Problem to work on: All of the records must be restated exactly, with every line complete.

Dataset entries:
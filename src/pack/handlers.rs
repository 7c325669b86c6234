use axum::{extract::State, Json};
use std::sync::Arc;
use tracing::instrument;

use super::{
    service::PackService,
    types::{PackRequest, PackResponse},
};
use crate::shared::{AppError, AppState};

/// HTTP handler for buying and opening a pack
///
/// POST /pack
#[instrument(name = "open_pack", skip(state))]
pub async fn open_pack(
    State(state): State<AppState>,
    Json(request): Json<PackRequest>,
) -> Result<Json<PackResponse>, AppError> {
    let service = PackService::new(
        Arc::clone(&state.manager_repository),
        Arc::clone(&state.player_repository),
    );
    let response = service.open_pack(request).await?;
    Ok(Json(response))
}
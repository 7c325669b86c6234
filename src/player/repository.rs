use async_trait::async_trait;
use sqlx::{types::Json, PgPool, Postgres, QueryBuilder};
use std::path::Path;
use std::sync::Mutex;
use tracing::{debug, info, instrument, warn};

use super::{models::Player, types::PlayerFilter};
use crate::shared::AppError;

/// Ordering applied to catalog searches
#[derive(Debug, Clone, Copy, PartialEq, Eq)]
pub enum PlayerOrder {
    /// Highest overall rating first
    OverallDesc,
    /// Whatever order the store keeps the catalog in
    Natural,
}

/// Trait for read access to the player catalog
#[async_trait]
pub trait PlayerRepository {
    async fn get_player(&self, player_id: &str) -> Result<Option<Player>, AppError>;

    /// Returns players matching the filter; a `limit` of 0 means no limit
    async fn search_players(
        &self,
        filter: &PlayerFilter,
        order: PlayerOrder,
        limit: usize,
    ) -> Result<Vec<Player>, AppError>;
}

/// In-memory player catalog for development and testing
pub struct InMemoryPlayerRepository {
    players: Mutex<Vec<Player>>,
}

impl Default for InMemoryPlayerRepository {
    fn default() -> Self {
        Self::new()
    }
}

impl InMemoryPlayerRepository {
    /// Creates an empty catalog
    pub fn new() -> Self {
        Self {
            players: Mutex::new(Vec::new()),
        }
    }

    /// Creates a catalog with pre-populated players, kept in the given order
    pub fn with_players(players: Vec<Player>) -> Self {
        Self {
            players: Mutex::new(players),
        }
    }

    /// Loads a catalog from a JSON file holding an array of player documents
    pub fn from_catalog_file(path: impl AsRef<Path>) -> Result<Self, AppError> {
        let path = path.as_ref();
        let raw = std::fs::read_to_string(path).map_err(|e| {
            warn!(error = %e, path = %path.display(), "Failed to read player catalog");
            AppError::DatabaseError(format!("Failed to read player catalog: {}", e))
        })?;
        let players: Vec<Player> = serde_json::from_str(&raw).map_err(|e| {
            warn!(error = %e, path = %path.display(), "Failed to parse player catalog");
            AppError::DatabaseError(format!("Failed to parse player catalog: {}", e))
        })?;

        info!(player_count = players.len(), path = %path.display(), "Player catalog loaded");
        Ok(Self::with_players(players))
    }

    pub fn player_count(&self) -> usize {
        self.players.lock().unwrap().len()
    }
}

#[async_trait]
impl PlayerRepository for InMemoryPlayerRepository {
    #[instrument(skip(self))]
    async fn get_player(&self, player_id: &str) -> Result<Option<Player>, AppError> {
        debug!(player_id = %player_id, "Fetching player from memory");

        let players = self.players.lock().unwrap();
        Ok(players.iter().find(|p| p.id == player_id).cloned())
    }

    #[instrument(skip(self))]
    async fn search_players(
        &self,
        filter: &PlayerFilter,
        order: PlayerOrder,
        limit: usize,
    ) -> Result<Vec<Player>, AppError> {
        let players = self.players.lock().unwrap();
        let mut matched: Vec<Player> = players
            .iter()
            .filter(|p| filter.matches(p))
            .cloned()
            .collect();

        if order == PlayerOrder::OverallDesc {
            matched.sort_by(|a, b| b.overall.cmp(&a.overall));
        }
        if limit > 0 {
            matched.truncate(limit);
        }

        debug!(match_count = matched.len(), "Player search completed in memory");
        Ok(matched)
    }
}

/// PostgreSQL implementation: catalog documents live in a JSONB column
pub struct PostgresPlayerRepository {
    pool: PgPool,
}

impl PostgresPlayerRepository {
    pub fn new(pool: PgPool) -> Self {
        Self { pool }
    }
}

/// Substring pattern for ILIKE with the needle's wildcards taken literally
fn like_pattern(needle: &str) -> String {
    let mut pattern = String::with_capacity(needle.len() + 2);
    pattern.push('%');
    for c in needle.chars() {
        if matches!(c, '\\' | '%' | '_') {
            pattern.push('\\');
        }
        pattern.push(c);
    }
    pattern.push('%');
    pattern
}

fn push_text_filter(builder: &mut QueryBuilder<'_, Postgres>, field: &str, needle: &str) {
    if needle.is_empty() {
        return;
    }
    builder
        .push(format!(" AND doc->>'{}' ILIKE ", field))
        .push_bind(like_pattern(needle))
        .push(" ESCAPE '\\'");
}

fn push_range_filter(builder: &mut QueryBuilder<'_, Postgres>, field: &str, bounds: &[u32]) {
    match bounds {
        [min, max] => {
            builder
                .push(format!(" AND (doc->>'{}')::int BETWEEN ", field))
                .push_bind(*min as i32)
                .push(" AND ")
                .push_bind(*max as i32);
        }
        [exact] => {
            builder
                .push(format!(" AND (doc->>'{}')::int = ", field))
                .push_bind(*exact as i32);
        }
        _ => {}
    }
}

#[async_trait]
impl PlayerRepository for PostgresPlayerRepository {
    #[instrument(skip(self))]
    async fn get_player(&self, player_id: &str) -> Result<Option<Player>, AppError> {
        debug!(player_id = %player_id, "Fetching player from database");

        let row: Option<(Json<Player>,)> = sqlx::query_as("SELECT doc FROM players WHERE id = $1")
            .bind(player_id)
            .fetch_optional(&self.pool)
            .await
            .map_err(|e| {
                warn!(error = %e, player_id = %player_id, "Failed to fetch player from database");
                AppError::DatabaseError(e.to_string())
            })?;

        Ok(row.map(|(Json(player),)| player))
    }

    #[instrument(skip(self))]
    async fn search_players(
        &self,
        filter: &PlayerFilter,
        order: PlayerOrder,
        limit: usize,
    ) -> Result<Vec<Player>, AppError> {
        let mut builder = QueryBuilder::<Postgres>::new("SELECT doc FROM players WHERE TRUE");

        push_text_filter(&mut builder, "long_name", &filter.name);
        push_text_filter(&mut builder, "club_name", &filter.club);
        push_text_filter(&mut builder, "league_name", &filter.league);
        push_text_filter(&mut builder, "nationality_name", &filter.nationality);
        push_text_filter(&mut builder, "player_positions", &filter.position);
        push_range_filter(&mut builder, "age", &filter.age);
        push_range_filter(&mut builder, "overall", &filter.overall);
        push_range_filter(&mut builder, "potential", &filter.potential);

        if order == PlayerOrder::OverallDesc {
            builder.push(" ORDER BY (doc->>'overall')::int DESC");
        }
        if limit > 0 {
            builder.push(" LIMIT ").push_bind(limit as i64);
        }

        let rows: Vec<(Json<Player>,)> = builder
            .build_query_as()
            .fetch_all(&self.pool)
            .await
            .map_err(|e| {
                warn!(error = %e, "Failed to search players in database");
                AppError::DatabaseError(e.to_string())
            })?;

        debug!(match_count = rows.len(), "Player search completed in database");
        Ok(rows.into_iter().map(|(Json(player),)| player).collect())
    }
}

Expected answer:
filename src/pack/handlers.rs
repository 7c325669b86c6234
use axum::{extract::State, Json};
use std::sync::Arc;
use tracing::instrument;

use super::{
    service::PackService,
    types::{PackRequest, PackResponse},
};
use crate::shared::{AppError, AppState};

/// HTTP handler for buying and opening a pack
///
/// POST /pack
#[instrument(name = "open_pack", skip(state))]
pub async fn open_pack(
    State(state): State<AppState>,
    Json(request): Json<PackRequest>,
) -> Result<Json<PackResponse>, AppError> {
    let service = PackService::new(
        Arc::clone(&state.manager_repository),
        Arc::clone(&state.player_repository),
    );
    let response = service.open_pack(request).await?;
    Ok(Json(response))
}
repository 7c325669b86c6234
filename src/player/repository.rs
use async_trait::async_trait;
use sqlx::{types::Json, PgPool, Postgres, QueryBuilder};
use std::path::Path;
use std::sync::Mutex;
use tracing::{debug, info, instrument, warn};

use super::{models::Player, types::PlayerFilter};
use crate::shared::AppError;

/// Ordering applied to catalog searches
#[derive(Debug, Clone, Copy, PartialEq, Eq)]
pub enum PlayerOrder {
    /// Highest overall rating first
    OverallDesc,
    /// Whatever order the store keeps the catalog in
    Natural,
}

/// Trait for read access to the player catalog
#[async_trait]
pub trait PlayerRepository {
    async fn get_player(&self, player_id: &str) -> Result<Option<Player>, AppError>;

    /// Returns players matching the filter; a `limit` of 0 means no limit
    async fn search_players(
        &self,
        filter: &PlayerFilter,
        order: PlayerOrder,
        limit: usize,
    ) -> Result<Vec<Player>, AppError>;
}

/// In-memory player catalog for development and testing
pub struct InMemoryPlayerRepository {
    players: Mutex<Vec<Player>>,
}

impl Default for InMemoryPlayerRepository {
    fn default() -> Self {
        Self::new()
    }
}

impl InMemoryPlayerRepository {
    /// Creates an empty catalog
    pub fn new() -> Self {
        Self {
            players: Mutex::new(Vec::new()),
        }
    }

    /// Creates a catalog with pre-populated players, kept in the given order
    pub fn with_players(players: Vec<Player>) -> Self {
        Self {
            players: Mutex::new(players),
        }
    }

    /// Loads a catalog from a JSON file holding an array of player documents
    pub fn from_catalog_file(path: impl AsRef<Path>) -> Result<Self, AppError> {
        let path = path.as_ref();
        let raw = std::fs::read_to_string(path).map_err(|e| {
            warn!(error = %e, path = %path.display(), "Failed to read player catalog");
            AppError::DatabaseError(format!("Failed to read player catalog: {}", e))
        })?;
        let players: Vec<Player> = serde_json::from_str(&raw).map_err(|e| {
            warn!(error = %e, path = %path.display(), "Failed to parse player catalog");
            AppError::DatabaseError(format!("Failed to parse player catalog: {}", e))
        })?;

        info!(player_count = players.len(), path = %path.display(), "Player catalog loaded");
        Ok(Self::with_players(players))
    }

    pub fn player_count(&self) -> usize {
        self.players.lock().unwrap().len()
    }
}

#[async_trait]
impl PlayerRepository for InMemoryPlayerRepository {
    #[instrument(skip(self))]
    async fn get_player(&self, player_id: &str) -> Result<Option<Player>, AppError> {
        debug!(player_id = %player_id, "Fetching player from memory");

        let players = self.players.lock().unwrap();
        Ok(players.iter().find(|p| p.id == player_id).cloned())
    }

    #[instrument(skip(self))]
    async fn search_players(
        &self,
        filter: &PlayerFilter,
        order: PlayerOrder,
        limit: usize,
    ) -> Result<Vec<Player>, AppError> {
        let players = self.players.lock().unwrap();
        let mut matched: Vec<Player> = players
            .iter()
            .filter(|p| filter.matches(p))
            .cloned()
            .collect();

        if order == PlayerOrder::OverallDesc {
            matched.sort_by(|a, b| b.overall.cmp(&a.overall));
        }
        if limit > 0 {
            matched.truncate(limit);
        }

        debug!(match_count = matched.len(), "Player search completed in memory");
        Ok(matched)
    }
}

/// PostgreSQL implementation: catalog documents live in a JSONB column
pub struct PostgresPlayerRepository {
    pool: PgPool,
}

impl PostgresPlayerRepository {
    pub fn new(pool: PgPool) -> Self {
        Self { pool }
    }
}

/// Substring pattern for ILIKE with the needle's wildcards taken literally
fn like_pattern(needle: &str) -> String {
    let mut pattern = String::with_capacity(needle.len() + 2);
    pattern.push('%');
    for c in needle.chars() {
        if matches!(c, '\\' | '%' | '_') {
            pattern.push('\\');
        }
        pattern.push(c);
    }
    pattern.push('%');
    pattern
}

fn push_text_filter(builder: &mut QueryBuilder<'_, Postgres>, field: &str, needle: &str) {
    if needle.is_empty() {
        return;
    }
    builder
        .push(format!(" AND doc->>'{}' ILIKE ", field))
        .push_bind(like_pattern(needle))
        .push(" ESCAPE '\\'");
}

fn push_range_filter(builder: &mut QueryBuilder<'_, Postgres>, field: &str, bounds: &[u32]) {
    match bounds {
        [min, max] => {
            builder
                .push(format!(" AND (doc->>'{}')::int BETWEEN ", field))
                .push_bind(*min as i32)
                .push(" AND ")
                .push_bind(*max as i32);
        }
        [exact] => {
            builder
                .push(format!(" AND (doc->>'{}')::int = ", field))
                .push_bind(*exact as i32);
        }
        _ => {}
    }
}

#[async_trait]
impl PlayerRepository for PostgresPlayerRepository {
    #[instrument(skip(self))]
    async fn get_player(&self, player_id: &str) -> Result<Option<Player>, AppError> {
        debug!(player_id = %player_id, "Fetching player from database");

        let row: Option<(Json<Player>,)> = sqlx::query_as("SELECT doc FROM players WHERE id = $1")
            .bind(player_id)
            .fetch_optional(&self.pool)
            .await
            .map_err(|e| {
                warn!(error = %e, player_id = %player_id, "Failed to fetch player from database");
                AppError::DatabaseError(e.to_string())
            })?;

        Ok(row.map(|(Json(player),)| player))
    }

    #[instrument(skip(self))]
    async fn search_players(
        &self,
        filter: &PlayerFilter,
        order: PlayerOrder,
        limit: usize,
    ) -> Result<Vec<Player>, AppError> {
        let mut builder = QueryBuilder::<Postgres>::new("SELECT doc FROM players WHERE TRUE");

        push_text_filter(&mut builder, "long_name", &filter.name);
        push_text_filter(&mut builder, "club_name", &filter.club);
        push_text_filter(&mut builder, "league_name", &filter.league);
        push_text_filter(&mut builder, "nationality_name", &filter.nationality);
        push_text_filter(&mut builder, "player_positions", &filter.position);
        push_range_filter(&mut builder, "age", &filter.age);
        push_range_filter(&mut builder, "overall", &filter.overall);
        push_range_filter(&mut builder, "potential", &filter.potential);

        if order == PlayerOrder::OverallDesc {
            builder.push(" ORDER BY (doc->>'overall')::int DESC");
        }
        if limit > 0 {
            builder.push(" LIMIT ").push_bind(limit as i64);
        }

        let rows: Vec<(Json<Player>,)> = builder
            .build_query_as()
            .fetch_all(&self.pool)
            .await
            .map_err(|e| {
                warn!(error = %e, "Failed to search players in database");
                AppError::DatabaseError(e.to_string())
            })?;

        debug!(match_count = rows.len(), "Player search completed in database");
        Ok(rows.into_iter().map(|(Json(player),)| player).collect())
    }
}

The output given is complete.